Peace Train

Reflections on Shuffle-Play

I saw a bumper sticker in Colorado once that made me laugh out loud. It said, “Christ is coming, look busy!”

Some denominations spend a great deal of time talking about Christ’s return. They predict it regularly, using the certainty of it to scare people into ‘right’ living.

I’ve almost tended to be the opposite way. I figure Christ comes when he will come. I can’t control that and so I don’t think much about it or preach much about it. Maybe it’s all the family systems theory training I took as a younger pastor that emphasized that we can’t control what anyone else does, only what we do. I took that to heart.

And yet, Scripture talks a lot about the surety of Jesus’ return and the necessity that we be ready. In the gospel for this coming Sunday, Saint Matthew tells a parable about Christ’s coming – comparing it to bridesmaids who went out to meet the bridegroom. Five were wise and five were foolish. All the bridesmaids brought lamps, but only the wise ones brought extra oil. The foolish bridesmaids ask the wise ones for some of their oil but they say ‘no” and so the foolish bridesmaids have to go out and get more oil. When they do, they miss the arrival of the bridegroom.
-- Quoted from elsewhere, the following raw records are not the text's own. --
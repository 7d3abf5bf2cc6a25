//! One generation request, start to finish
//!
//! The pipeline is strictly forward: compose the figure, build the
//! derivation graph, solve it, assign measurements, describe the result.
//! Nothing feeds back into an earlier stage, every id counter lives in this
//! call, and all randomness comes from the one seeded source, so the same
//! config reproduces the same problem byte for byte.

use crate::config::{Difficulty, GenConfig};
use crate::figure::shape::{self, ShapeKind};
use crate::figure::{CompositeFigure, Edge, FigureIds, Shape, AREA_TOLERANCE};
use crate::graph::{DerivationGraph, DerivationGraphBuilder};
use crate::measure::{self, Measurement, MeasurementOutcome};
use crate::rng::{RandomSource, SeededRng};
use crate::solve::{self, ExportResult, Solution};
use serde::{Deserialize, Serialize};
use tracing::{debug, warn};

/// Everything the renderer and grader need for one problem
#[derive(Debug, Clone, Serialize, Deserialize)]
pub struct FigureDescription {
    pub shapes: Vec<Shape>,

    /// Edges in id order, with visibility flags and full geometry
    pub edges: Vec<Edge>,

    pub measurements: Vec<Measurement>,

    pub total_area: f64,

    /// Exact numeric answer string
    pub answer: String,

    /// Tolerant alternative answer forms (rounded, unit-suffixed)
    pub answer_alternatives: Vec<String>,

    pub difficulty: Difficulty,
    pub seed: u64,

    /// Derivation depth the chosen measurements achieve
    pub derivation_depth: u32,
}

impl FigureDescription {
    pub fn to_json(&self) -> ExportResult<String> {
        Ok(serde_json::to_string_pretty(self)?)
    }

    pub fn from_json(json: &str) -> ExportResult<Self> {
        Ok(serde_json::from_str(json)?)
    }
}

/// Full output of one generation: every intermediate stage plus the final
/// renderable description
#[derive(Debug, Clone)]
pub struct GeneratedProblem {
    pub figure: CompositeFigure,
    pub graph: DerivationGraph,
    pub solution: Solution,
    pub outcome: MeasurementOutcome,
    pub description: FigureDescription,
}

/// Generate one composite-figure area problem
pub fn generate(config: GenConfig) -> GeneratedProblem {
    let mut rng = SeededRng::new(config.seed);
    let mut ids = FigureIds::new();

    // Compose
    let base_kind = pick_kind(&mut rng);
    let (base, base_edges) = build_shape(&mut ids, &mut rng, base_kind, None);
    let mut figure = CompositeFigure::new(base, base_edges);

    for _ in 0..config.difficulty.attachments() {
        let visible_lengths: Vec<f64> = figure
            .edges_in_order()
            .iter()
            .filter(|e| e.visible && e.is_segment())
            .map(|e| e.length())
            .collect();
        let Some(&target_len) = rng.pick(&visible_lengths) else {
            break;
        };

        let kind = pick_kind(&mut rng);
        let (new_shape, new_edges) = build_shape(&mut ids, &mut rng, kind, Some(target_len));
        // A miss is non-fatal; the figure just ends up smaller
        figure.attach(new_shape, new_edges, &mut rng);
    }
    debug!(shapes = figure.shapes.len(), seed = config.seed, "figure composed");

    if !figure.area_consistent() {
        let sum: f64 = figure.shapes.iter().map(|s| s.area).sum();
        warn!(
            total = figure.total_area,
            sum,
            tolerance = AREA_TOLERANCE,
            "total area drifted from the shape-area sum"
        );
    }

    // Build and solve the graph
    let graph = DerivationGraphBuilder::new(&figure).build();
    let solution = solve::solve(&graph);
    debug!(
        solved = solution.solved,
        depth = solution.max_depth,
        sources = solution.sources.len(),
        "graph solved"
    );

    // Assign measurements
    let outcome = measure::apply_measurements(&mut figure, &graph, &solution, config.difficulty);

    let description = describe(&figure, &outcome, config);
    GeneratedProblem {
        figure,
        graph,
        solution,
        outcome,
        description,
    }
}

fn pick_kind<R: RandomSource>(rng: &mut R) -> ShapeKind {
    const KINDS: [ShapeKind; 4] = [
        ShapeKind::Rectangle,
        ShapeKind::RightTriangle,
        ShapeKind::Semicircle,
        ShapeKind::QuarterCircle,
    ];
    rng.pick(&KINDS).copied().unwrap_or(ShapeKind::Rectangle)
}

/// Build a shape with small integer dimensions; when `match_len` is given,
/// one dimension is taken from it so an attachment edge exists
fn build_shape<R: RandomSource>(
    ids: &mut FigureIds,
    rng: &mut R,
    kind: ShapeKind,
    match_len: Option<f64>,
) -> (Shape, Vec<Edge>) {
    match kind {
        ShapeKind::Rectangle => {
            let w = match_len.unwrap_or_else(|| rng.int(2, 9) as f64);
            let h = rng.int(2, 9) as f64;
            shape::rectangle(ids, w, h)
        }
        ShapeKind::RightTriangle => {
            let base = match_len.unwrap_or_else(|| rng.int(2, 9) as f64);
            let height = rng.int(2, 9) as f64;
            shape::right_triangle(ids, base, height)
        }
        ShapeKind::Semicircle => {
            // Flat edge must equal the matched length
            let r = match_len.map(|l| l / 2.0).unwrap_or_else(|| rng.int(2, 6) as f64);
            shape::semicircle(ids, r)
        }
        ShapeKind::QuarterCircle => {
            let r = match_len.unwrap_or_else(|| rng.int(2, 6) as f64);
            shape::quarter_circle(ids, r)
        }
    }
}

fn describe(
    figure: &CompositeFigure,
    outcome: &MeasurementOutcome,
    config: GenConfig,
) -> FigureDescription {
    let total = figure.total_area;
    let answer = measure::format_value(total);
    let mut alternatives = vec![
        format!("{}", total.round() as i64),
        format!("{answer} cm²"),
        format!("{} cm²", total.round() as i64),
    ];
    alternatives.retain(|a| *a != answer);
    alternatives.dedup();

    FigureDescription {
        shapes: figure.shapes.clone(),
        edges: figure.edges_in_order().into_iter().cloned().collect(),
        measurements: figure.measurements.clone(),
        total_area: total,
        answer,
        answer_alternatives: alternatives,
        difficulty: config.difficulty,
        seed: config.seed,
        derivation_depth: outcome.achieved_depth,
    }
}
//! Primitive shape library
//!
//! Four parametric shapes: rectangle, right triangle, semicircle, quarter
//! circle. Each factory builds the shape in a local frame with its anchor at
//! the origin and returns the shape record plus its edges. Area formulas use
//! π ≈ 3 so generated answers stay mental-arithmetic friendly.

use super::edge::{Edge, EdgeId, ShapeId};
use super::point::Point2D;
use super::FigureIds;
use serde::{Deserialize, Serialize};

/// π fixed to 3 for all circular areas
pub const PI_APPROX: f64 = 3.0;

/// Tagged shape variant
#[derive(Debug, Clone, Copy, PartialEq, Eq, Hash, Serialize, Deserialize)]
#[serde(rename_all = "snake_case")]
pub enum ShapeKind {
    Rectangle,
    RightTriangle,
    Semicircle,
    QuarterCircle,
}

impl ShapeKind {
    /// Circular shapes may not attach to each other (the seam would be
    /// visually ambiguous)
    pub fn is_circular(&self) -> bool {
        matches!(self, ShapeKind::Semicircle | ShapeKind::QuarterCircle)
    }
}

/// A primitive shape inside a composite figure
#[derive(Debug, Clone, PartialEq, Serialize, Deserialize)]
pub struct Shape {
    pub id: ShapeId,
    pub kind: ShapeKind,

    /// Edge ids in boundary order
    pub edge_ids: Vec<EdgeId>,

    /// Area computed at construction from the shape's own dimensions
    pub area: f64,
}

/// Build a rectangle of width `w` and height `h`
///
/// Edges in boundary order: bottom, right, top, left. Opposite pairs are
/// (0, 2) and (1, 3).
pub fn rectangle(ids: &mut FigureIds, w: f64, h: f64) -> (Shape, Vec<Edge>) {
    let shape_id = ids.next_shape();
    let corners = [
        Point2D::new(0.0, 0.0),
        Point2D::new(w, 0.0),
        Point2D::new(w, h),
        Point2D::new(0.0, h),
    ];

    let edges: Vec<Edge> = (0..4)
        .map(|i| {
            Edge::segment(
                ids.next_edge(),
                shape_id,
                corners[i],
                corners[(i + 1) % 4],
            )
        })
        .collect();

    let shape = Shape {
        id: shape_id,
        kind: ShapeKind::Rectangle,
        edge_ids: edges.iter().map(|e| e.id).collect(),
        area: w * h,
    };

    (shape, edges)
}

/// Build a right triangle with legs `base` (along x) and `height` (along y)
///
/// The right angle sits at the origin. Edges in boundary order: base leg,
/// hypotenuse, vertical leg.
pub fn right_triangle(ids: &mut FigureIds, base: f64, height: f64) -> (Shape, Vec<Edge>) {
    let shape_id = ids.next_shape();
    let corners = [
        Point2D::new(0.0, 0.0),
        Point2D::new(base, 0.0),
        Point2D::new(0.0, height),
    ];

    let edges: Vec<Edge> = (0..3)
        .map(|i| {
            Edge::segment(
                ids.next_edge(),
                shape_id,
                corners[i],
                corners[(i + 1) % 3],
            )
        })
        .collect();

    let shape = Shape {
        id: shape_id,
        kind: ShapeKind::RightTriangle,
        edge_ids: edges.iter().map(|e| e.id).collect(),
        area: base * height / 2.0,
    };

    (shape, edges)
}

/// Build a semicircle of radius `r`
///
/// The flat edge (the diameter) runs from the origin to (2r, 0); the arc
/// bulges upward.
pub fn semicircle(ids: &mut FigureIds, r: f64) -> (Shape, Vec<Edge>) {
    let shape_id = ids.next_shape();

    let flat = Edge::segment(
        ids.next_edge(),
        shape_id,
        Point2D::new(0.0, 0.0),
        Point2D::new(2.0 * r, 0.0),
    );
    let arc = Edge::arc(
        ids.next_edge(),
        shape_id,
        Point2D::new(r, 0.0),
        r,
        0.0,
        std::f64::consts::PI,
    );

    let shape = Shape {
        id: shape_id,
        kind: ShapeKind::Semicircle,
        edge_ids: vec![flat.id, arc.id],
        area: PI_APPROX * r * r / 2.0,
    };

    (shape, vec![flat, arc])
}

/// Build a quarter circle of radius `r`
///
/// Both straight edges have length `r` and meet at the origin; the arc
/// closes the boundary.
pub fn quarter_circle(ids: &mut FigureIds, r: f64) -> (Shape, Vec<Edge>) {
    let shape_id = ids.next_shape();

    let bottom = Edge::segment(
        ids.next_edge(),
        shape_id,
        Point2D::new(0.0, 0.0),
        Point2D::new(r, 0.0),
    );
    let arc = Edge::arc(
        ids.next_edge(),
        shape_id,
        Point2D::new(0.0, 0.0),
        r,
        0.0,
        std::f64::consts::FRAC_PI_2,
    );
    let side = Edge::segment(
        ids.next_edge(),
        shape_id,
        Point2D::new(0.0, r),
        Point2D::new(0.0, 0.0),
    );

    let shape = Shape {
        id: shape_id,
        kind: ShapeKind::QuarterCircle,
        edge_ids: vec![bottom.id, arc.id, side.id],
        area: PI_APPROX * r * r / 4.0,
    };

    (shape, vec![bottom, arc, side])
}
He brings the wise bridesmaids into the wedding feast with him and shuts the door. When the foolish bridesmaids arrive, they are not allowed in.

It’s a puzzling little parable. I do not like the not-sharing of the oil, the latecomers not allowed in – I like my Bible stories to be full of sharing and room for everyone no matter when they arrive. This is not that kind of Bible story. So as Martin Luther would say, “what does this mean?”

It’s a story about how to wait. You see, the bridegroom is coming, the bridesmaids know this – the only thing they don’t know is exactly when. They know they will have to wait, but not how long. While we might think this parable is calling us to constant vigilance, looking for Christ on the horizon every day, remember that even the wise bridesmaids fell asleep. The only difference between them and the foolish bridesmaids is that the wise ones were prepared for the bridegroom, whether the wait was short or long. They were intentional, still focused on the bridegroom even in their waiting.

And here we are in the waiting time. As Christian people, we know that Christ is coming again someday, but are we waiting purposefully or are we waiting as if we have forgotten or don’t really care that much that he is coming back?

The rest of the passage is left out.